Eu ia dirigindo para o trabalho quando meu carro emparelhou com um camburão da polícia. Vi que dentro dele, na carroceria ia um jovem adolescente sentado, com o rosto machucado, que parecia estar amarrado, pois eu não conseguia ver suas mãos. Mas vi o seu olhar desolado, melancólico a contemplar o mundo rápido que passava ao seu lado e se perdia na distancia, já que ele viajava de costas para a frente do carro. A inexpressividade do seu rosto era muito expressiva! Era como se dissesse, “que estou fazendo neste mundo? Nada disso me pertence, eu não tenho nada, não tenho ninguém, não sou de ninguém.”
De tantos carros que passavam ao seu lado, o meu carro era mais um, perdido na indiferença da sua vida. Eu sabia, ele também, que seu destino era a delegacia, uma cadeia... constrangimentos? Acho que não. O que para mim seria constrangimento, para aquele rosto massacrado pela vida talvez não passasse de mais um estímulo que não alcançava mais o seu emocional.
Foi nesse momento que surgiu na minha mente o compromisso que tenho com Deus de construir uma família ampliada com base no amor incondicional. A minha visão do mundo deve ser diferente da visão comum. Aquele jovem que era conduzido daquela forma, talvez tenha feito por merecer tal castigo. Mas onde estão os pais dele que talvez tenham errado na forma de educar? Talvez nem eles mesmos tenham sido educados para serem cidadãos, quanto mais pais? Portanto, a minha visão adquiriu a coerência dos meus ideais, da minha missão, do meu compromisso com Deus. Passei a vê-lo com os olhos de um pai. Era meu filho que seguia naquele camburão. Esse pensamento fez despertar no meu emocional energias da sensibilidade que fez marejar os meus olhos. Pensei que o meu papel era seguir aquele camburão até a delegacia e procurar saber o que aconteceu, tanto da visão da polícia como do meu filho. Era isso que eu teria feito se qualquer um dos meus filhos biológicos estivesse naquela condição. Mas para aquele jovem, o meu pensamento estava ainda muito distante da ação. O único efeito que fez foi derramar algumas gotas de lágrimas, mostravam que eu não estava indiferente emocionalmente aquela situação.

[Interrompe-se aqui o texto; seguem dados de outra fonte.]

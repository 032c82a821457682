/// Team context resolution
///
/// Team-scoped routes (tasks, customers, pages, patterns, api-keys, billing,
/// conversations) act within exactly one team. This middleware resolves
/// which one and with what role:
///
/// - **API key auth**: the key is bound to its team at creation; the request
///   acts in that team. Keys operate at admin level, further restricted by
///   their scopes.
/// - **JWT auth**: the client names the team in the `X-Team-Id` header; the
///   user's membership row supplies the role.
///
/// A JWT request without the header is answered with 403
/// `TEAM_CONTEXT_REQUIRED` - distinct from `PERMISSION_DENIED`, which is
/// reserved for requests that named a team the caller can't act in.

use axum::{
    extract::{Request, State},
    middleware::Next,
    response::Response,
};
use uuid::Uuid;

use nextspark_shared::auth::middleware::AuthContext;
use nextspark_shared::models::team_member::{TeamMember, TeamRole};

use crate::{app::AppState, error::ApiError};

/// Header naming the team a JWT request acts in
pub const TEAM_HEADER: &str = "X-Team-Id";

/// Resolved team context added to request extensions
#[derive(Debug, Clone, Copy)]
pub struct TeamContext {
    /// Team the request acts in
    pub team_id: Uuid,

    /// Caller's effective role within the team
    pub role: TeamRole,

    /// Acting user (None for API key auth)
    pub user_id: Option<Uuid>,
}

/// Middleware resolving team context after authentication
///
/// Must be layered inside the authentication middleware so the
/// `AuthContext` extension is present.
pub async fn team_context_layer(
    State(state): State<AppState>,
    mut req: Request,
    next: Next,
) -> Result<Response, ApiError> {
    let auth = req
        .extensions()
        .get::<AuthContext>()
        .cloned()
        .ok_or_else(|| ApiError::Unauthorized("Missing authentication context".to_string()))?;

    let ctx = match auth.team_id {
        // API key: team bound at creation, admin-level within scopes
        Some(team_id) => TeamContext {
            team_id,
            role: TeamRole::Admin,
            user_id: None,
        },

        // JWT: team named by header, role from membership
        None => {
            let user_id = auth
                .user_id
                .ok_or_else(|| ApiError::Unauthorized("Missing user identity".to_string()))?;

            let header = req
                .headers()
                .get(TEAM_HEADER)
                .and_then(|v| v.to_str().ok())
                .ok_or(ApiError::TeamContextRequired)?;

            let team_id = Uuid::parse_str(header)
                .map_err(|_| ApiError::BadRequest(format!("{} must be a UUID", TEAM_HEADER)))?;

            let role = TeamMember::get_role(&state.db, team_id, user_id)
                .await
                .map_err(ApiError::from)?
                .ok_or_else(|| {
                    ApiError::PermissionDenied("Not a member of this team".to_string())
                })?;

            TeamContext {
                team_id,
                role,
                user_id: Some(user_id),
            }
        }
    };

    req.extensions_mut().insert(ctx);

    Ok(next.run(req).await)
}
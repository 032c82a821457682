/// Database utilities
///
/// This module provides the PostgreSQL connection pool and migration runner:
///
/// - `pool`: Connection pool creation with health checks
/// - `migrations`: Embedded migration runner

pub mod migrations;
pub mod pool;

pub use migrations::run_migrations;
pub use pool::{create_pool, health_check, DatabaseConfig};
/// Authentication endpoints
///
/// # Endpoints
///
/// - `POST /api/v1/auth/register` - Register new user
/// - `POST /api/v1/auth/login` - Login and get tokens
/// - `POST /api/v1/auth/refresh` - Refresh access token
///
/// Registration creates the user plus a personal team with an owner
/// membership, so every account starts with a usable team context.

use crate::{
    app::AppState,
    error::{ApiError, ApiResult},
    response::ApiResponse,
};
use axum::{extract::State, Json};
use nextspark_shared::{
    auth::{jwt, password},
    content::is_valid_slug,
    models::{
        team::{CreateTeam, Team},
        team_member::{CreateTeamMember, TeamMember, TeamRole},
        user::{CreateUser, User},
    },
};
use serde::{Deserialize, Serialize};
use uuid::Uuid;
use validator::Validate;

/// Register request
#[derive(Debug, Deserialize, Validate)]
pub struct RegisterRequest {
    /// Email address
    #[validate(email(message = "Invalid email format"))]
    pub email: String,

    /// Password
    #[validate(length(min = 8, message = "Password must be at least 8 characters"))]
    pub password: String,

    /// Optional display name
    #[validate(length(max = 100, message = "Name must be at most 100 characters"))]
    pub name: Option<String>,

    /// Optional team name (defaults to a personal team)
    #[validate(length(max = 100, message = "Team name must be at most 100 characters"))]
    pub team_name: Option<String>,
}

/// Register response
#[derive(Debug, Serialize)]
pub struct RegisterResponse {
    /// User ID
    pub user_id: Uuid,

    /// Personal team ID
    pub team_id: Uuid,

    /// Access token (24h)
    pub access_token: String,

    /// Refresh token (30d)
    pub refresh_token: String,
}

/// Login request
#[derive(Debug, Deserialize, Validate)]
pub struct LoginRequest {
    /// Email address
    #[validate(email(message = "Invalid email format"))]
    pub email: String,

    /// Password
    pub password: String,
}

/// Login response
#[derive(Debug, Serialize)]
pub struct LoginResponse {
    /// User ID
    pub user_id: Uuid,

    /// First team the user belongs to (default context)
    pub default_team_id: Option<Uuid>,

    /// Access token (24h)
    pub access_token: String,

    /// Refresh token (30d)
    pub refresh_token: String,
}

/// Refresh token request
#[derive(Debug, Deserialize)]
pub struct RefreshRequest {
    /// Refresh token
    pub refresh_token: String,
}

/// Refresh token response
#[derive(Debug, Serialize)]
pub struct RefreshResponse {
    /// New access token (24h)
    pub access_token: String,
}

/// Register a new user
///
/// Creates the account, hashes the password with Argon2id, creates a
/// personal team with the user as owner, and returns a token pair.
pub async fn register(
    State(state): State<AppState>,
    Json(request): Json<RegisterRequest>,
) -> ApiResult<Json<ApiResponse<RegisterResponse>>> {
    request.validate()?;

    if User::find_by_email(&state.db, &request.email).await?.is_some() {
        return Err(ApiError::Conflict("Email already registered".to_string()));
    }

    let password_hash = password::hash_password(&request.password)?;

    let user = User::create(
        &state.db,
        CreateUser {
            email: request.email.clone(),
            password_hash,
            name: request.name.clone(),
            avatar_url: None,
        },
    )
    .await?;

    // Personal team: named after the user unless a team name was given
    let team_name = request
        .team_name
        .clone()
        .or_else(|| request.name.clone())
        .unwrap_or_else(|| {
            request
                .email
                .split('@')
                .next()
                .unwrap_or("personal")
                .to_string()
        });

    let team = Team::create(&state.db, CreateTeam {
        name: team_name.clone(),
        slug: unique_team_slug(&team_name, user.id),
    })
    .await?;

    TeamMember::create(
        &state.db,
        CreateTeamMember {
            team_id: team.id,
            user_id: user.id,
            role: TeamRole::Owner,
        },
    )
    .await?;

    let access_token =
        jwt::create_token(&jwt::Claims::new(user.id, jwt::TokenType::Access), state.jwt_secret())?;
    let refresh_token = jwt::create_token(
        &jwt::Claims::new(user.id, jwt::TokenType::Refresh),
        state.jwt_secret(),
    )?;

    tracing::info!(user_id = %user.id, team_id = %team.id, "User registered");

    Ok(Json(ApiResponse::new(RegisterResponse {
        user_id: user.id,
        team_id: team.id,
        access_token,
        refresh_token,
    })))
}

/// Login with email and password
pub async fn login(
    State(state): State<AppState>,
    Json(request): Json<LoginRequest>,
) -> ApiResult<Json<ApiResponse<LoginResponse>>> {
    request.validate()?;

    let user = User::find_by_email(&state.db, &request.email)
        .await?
        .ok_or_else(|| ApiError::Unauthorized("Invalid email or password".to_string()))?;

    let verified = password::verify_password(&request.password, &user.password_hash)?;
    if !verified {
        return Err(ApiError::Unauthorized(
            "Invalid email or password".to_string(),
        ));
    }

    User::touch_last_login(&state.db, user.id).await?;

    let teams = Team::list_for_user(&state.db, user.id).await?;

    let access_token =
        jwt::create_token(&jwt::Claims::new(user.id, jwt::TokenType::Access), state.jwt_secret())?;
    let refresh_token = jwt::create_token(
        &jwt::Claims::new(user.id, jwt::TokenType::Refresh),
        state.jwt_secret(),
    )?;

    Ok(Json(ApiResponse::new(LoginResponse {
        user_id: user.id,
        default_team_id: teams.first().map(|t| t.id),
        access_token,
        refresh_token,
    })))
}

/// Exchange a refresh token for a new access token
pub async fn refresh(
    State(state): State<AppState>,
    Json(request): Json<RefreshRequest>,
) -> ApiResult<Json<ApiResponse<RefreshResponse>>> {
    let claims = jwt::validate_refresh_token(&request.refresh_token, state.jwt_secret())?;

    let access_token = jwt::create_token(
        &jwt::Claims::new(claims.sub, jwt::TokenType::Access),
        state.jwt_secret(),
    )?;

    Ok(Json(ApiResponse::new(RefreshResponse { access_token })))
}

/// Derives a unique, valid team slug from a display name
///
/// The user id suffix makes collisions with other personal teams
/// practically impossible while keeping the slug readable.
fn unique_team_slug(name: &str, user_id: Uuid) -> String {
    let mut base = String::with_capacity(name.len());
    let mut last_dash = true;

    for c in name.chars() {
        if c.is_ascii_alphanumeric() {
            base.push(c.to_ascii_lowercase());
            last_dash = false;
        } else if !last_dash {
            base.push('-');
            last_dash = true;
        }
    }

    while base.ends_with('-') {
        base.pop();
    }

    if base.is_empty() {
        base.push_str("team");
    }

    let suffix = &user_id.simple().to_string()[..8];
    let slug = format!("{}-{}", base, suffix);

    debug_assert!(is_valid_slug(&slug));
    slug
}

#[cfg(test)]
mod tests {
    use super::*;

    #[test]
    fn test_unique_team_slug_is_valid_and_distinct() {
        let a = unique_team_slug("Acme Corp!", Uuid::new_v4());
        let b = unique_team_slug("Acme Corp!", Uuid::new_v4());

        assert!(a.starts_with("acme-corp-"));
        assert_ne!(a, b);
        assert!(is_valid_slug(&a));
        assert!(is_valid_slug(&unique_team_slug("???", Uuid::new_v4())));
    }

    #[test]
    fn test_register_request_validation() {
        let valid = RegisterRequest {
            email: "user@example.com".to_string(),
            password: "longenough".to_string(),
            name: None,
            team_name: None,
        };
        assert!(valid.validate().is_ok());

        let bad_email = RegisterRequest {
            email: "nope".to_string(),
            password: "longenough".to_string(),
            name: None,
            team_name: None,
        };
        assert!(bad_email.validate().is_err());

        let short_password = RegisterRequest {
            email: "user@example.com".to_string(),
            password: "short".to_string(),
            name: None,
            team_name: None,
        };
        assert!(short_password.validate().is_err());
    }
}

Depois eu fiquei a refletir sobre a situação. Tudo foi mais um teste de Deus para sondar o meu coração. Ele viu que eu ainda estou muito distante da teoria de Seu Reino de paz e amor para a prática que eu posso realizar aqui na Terra para cumprir a sua vontade. Era a vontade dEle que eu tivesse feito como pensei, tivesse seguido aquele camburão e me inteirasse da situação. Poderia chegar atrasado ao trabalho, ou mesmo faltar, eu conseguiria justificar. Poderia saber a situação daquele jovem e procurar fazer a harmonia entre sua família biológica e as leis da comunidade. Poderia contribuir para compensar os prejuízos que ele causou e assim atenuar sua pena. O Pai esperava que eu, como pai, não deixasse um filho caminhar na indiferença para um destino obscuro.
Falhei com o Pai e Ele percebeu o quanto ainda sou frágil para realizar a Sua vontade. O que me salva de ser considerado como um hipócrita é porque Ele percebe que o meu coração está realmente sintonizado com a mensagem que meus lábios defende, mesmo que eu ainda não tenha forças ou coragem de colocá-las em prática.
No momento do acontecimento eu não tinha essa consciência de que estava sendo minuciosamente examinado pelo olhar atento do Pai. Jamais pensei que aquela lágrima que deixei cair naquela ocasião foi o livramento da minha alma frente ao julgamento divino do Pai.